Check Point ha individuato più di 1.300 famiglie di malware diversi nel mese di marzo, in lieve calo rispetto al mese precedente. Questo mette in evidenza il fatto che i criminali informatici non hanno bisogno di sviluppare nuovi malware per lanciare attacchi dannosi; ciò che serve loro è semplicemente fare piccoli cambiamenti alle famiglie di malware esistenti in modo che la variante aggiornata possa aggirare le misure di sicurezza tradizionali. Inoltre, questo mette in evidenza la necessità di misure avanzate di threat prevention sulle reti, gli endpoint e i dispositivi mobile per fermare il malware in fase di pre-infezione, come ad esempio le soluzioni SandBlast e Mobile Threat Prevention di Check Point.
A marzo, Conficker è stata la famiglia di malware più aggressiva con il 20% degli attacchi riconosciuti; Sality è stato responsabile del 9,5%, e Cutwail del 4% degli attacchi riconosciuti. Le prime dieci famiglie di malware, nel loro complesso, sono state responsabili di oltre la metà di tutti gli attacchi riconosciuti livello mondiale.
1. Conficker – Worm che consente operazioni da remoto e dowload di malware. Le macchine infettate da Conficker vengono controllate da una botnet, inoltre il malware disabilita i servizi di sicurezza, rendendo i computer ancora più vulnerabili ad altri attacchi.
2. Sality – Virus che permette di eseguire operazioni da remoto e download di altri malware nei sistemi infettati. Il suo obiettivo principale è insidiarsi in un sistema e fornire gli strumenti per il controllo da remoto e installare ulteriori malware.

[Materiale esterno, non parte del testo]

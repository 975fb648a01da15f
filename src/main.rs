use anyhow::Context;
use clap::Parser;
use std::path::PathBuf;
use tokio::signal;
use tracing::{error, info};

use plugin_bridge::commands;
use plugin_bridge::config;
use plugin_bridge::logging;
use plugin_bridge::value;
use plugin_bridge::PluginHandle;

#[derive(Parser, Debug)]
#[command(name = "plugin-bridge")]
#[command(about = "Call named functions inside a plugin process", long_about = None)]
struct Args {
    #[command(subcommand)]
    command: Command,

    /// Path to configuration file (YAML/JSON/TOML)
    #[arg(short, long, value_name = "FILE", global = true)]
    config: Option<PathBuf>,

    /// Enable debug logging
    #[arg(short, long, global = true)]
    debug: bool,

    /// Write host logs to this file instead of stderr
    #[arg(long, value_name = "FILE", global = true)]
    log_file: Option<PathBuf>,
}

#[derive(Debug, clap::Args)]
struct PluginArgs {
    /// Plugin executable or script
    #[arg(short, long, value_name = "PATH")]
    plugin: Option<PathBuf>,

    /// Run the plugin as a script under this interpreter
    #[arg(long, value_name = "PATH")]
    interpreter: Option<PathBuf>,

    /// Transport style: rpc or mux
    #[arg(long)]
    transport: Option<String>,
}

#[derive(Debug, clap::Subcommand)]
enum Command {
    /// List the functions the plugin registers
    List {
        #[command(flatten)]
        plugin: PluginArgs,
    },
    /// Check whether the plugin registers a function
    Has {
        #[command(flatten)]
        plugin: PluginArgs,
        name: String,
    },
    /// Call a plugin function; each argument is read as a JSON literal or
    /// else a plain string
    Call {
        #[command(flatten)]
        plugin: PluginArgs,
        name: String,
        args: Vec<String>,
    },
}

impl Command {
    fn plugin_args(&self) -> &PluginArgs {
        match self {
            Command::List { plugin } | Command::Has { plugin, .. } | Command::Call { plugin, .. } => {
                plugin
            }
        }
    }
}

#[tokio::main]
async fn main() -> anyhow::Result<()> {
    let args = Args::parse();
    let _log_guard = logging::init_tracing(args.debug, args.log_file.as_deref())?;

    if let Some(path) = &args.config {
        info!("Loading configuration from: {}", path.display());
    }
    let mut config =
        config::load(args.config.as_deref()).context("Failed to load configuration")?;

    let overrides = args.command.plugin_args();
    if let Some(path) = &overrides.plugin {
        config.plugin.path = Some(path.clone());
    }
    if let Some(interpreter) = &overrides.interpreter {
        config.plugin.interpreter = Some(interpreter.clone());
    }
    if let Some(transport) = &overrides.transport {
        config.plugin.transport = Some(transport.clone());
    }
    config::validate(&config)?;

    let (path, options) = config.plugin_options()?;
    let plugin = PluginHandle::init(&path, options)
        .await
        .with_context(|| format!("Failed to start plugin {}", path.display()))?;
    info!("Plugin started: {} ({})", plugin.path().display(), plugin.type_name());

    let outcome = tokio::select! {
        outcome = run(&plugin, &args.command) => outcome,
        _ = signal::ctrl_c() => {
            info!("Interrupted, stopping plugin");
            Ok(false)
        }
    };

    if let Err(e) = plugin.quit().await {
        error!("Failed to stop plugin cleanly: {}", e);
    }
    if !outcome? {
        std::process::exit(1);
    }
    Ok(())
}

/// Returns whether the command succeeded
async fn run(plugin: &PluginHandle, command: &Command) -> anyhow::Result<bool> {
    match command {
        Command::List { .. } => {
            for name in commands::run_list(plugin).await? {
                println!("{name}");
            }
        }
        Command::Has { name, .. } => {
            let exists = commands::run_has(plugin, name).await;
            println!("{exists}");
            return Ok(exists);
        }
        Command::Call { name, args, .. } => {
            let result = commands::run_call(plugin, name, args).await?;
            let encoded = value::encode(&result)?;
            println!("{}", String::from_utf8_lossy(&encoded));
        }
    }
    Ok(true)
}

3. Cutwail – Una botnet principalmente coinvolta nell’invio di email di spam, così come di alcuni attacchi DDOS. Una volta installato, i bot si collegano direttamente al server di comando e controllo (C&C), e ricevono istruzioni riguardo alle email da inviare. Una volta eseguite le istruzioni, i bot riferiscono le statistiche dell’operazione allo spammer.
Le tre principali famiglie di malware mobile di marzo hanno tutte coinvolto Android:
1. HummingBad – Malware che attacca Android installando un rootkit nel dispositivo, seguito poi da applicazioni fraudolente, e favorisce inoltre ulteriori attività malevole come l’installazione di key-logger, che sottraggono credenziali e scavalcano i sistemi di criptaggio email utilizzati dalle aziende.
2. AndroRAT – Malware che si inserisce in un’app mobile legale e si installa all’oscuro dell’utente, offrendo a un hacker il completo controllo da remoto di un dispositivo Android.
3. Iop – Malware Android che consente di installare applicazioni e che visualizza pubblicità eccessiva utilizzando l’accesso root del dispositivo mobile. La quantità di annunci e applicazioni installate rende difficile per l’utente continuare a utilizzare il dispositivo come al solito.
Il threat index di Check Point si basa sulla threat intelligence della ThreatCloud World Cyber Threat Map, che monitora come e dove si stanno svolgendo i cyberattacchi nel mondo in tempo reale.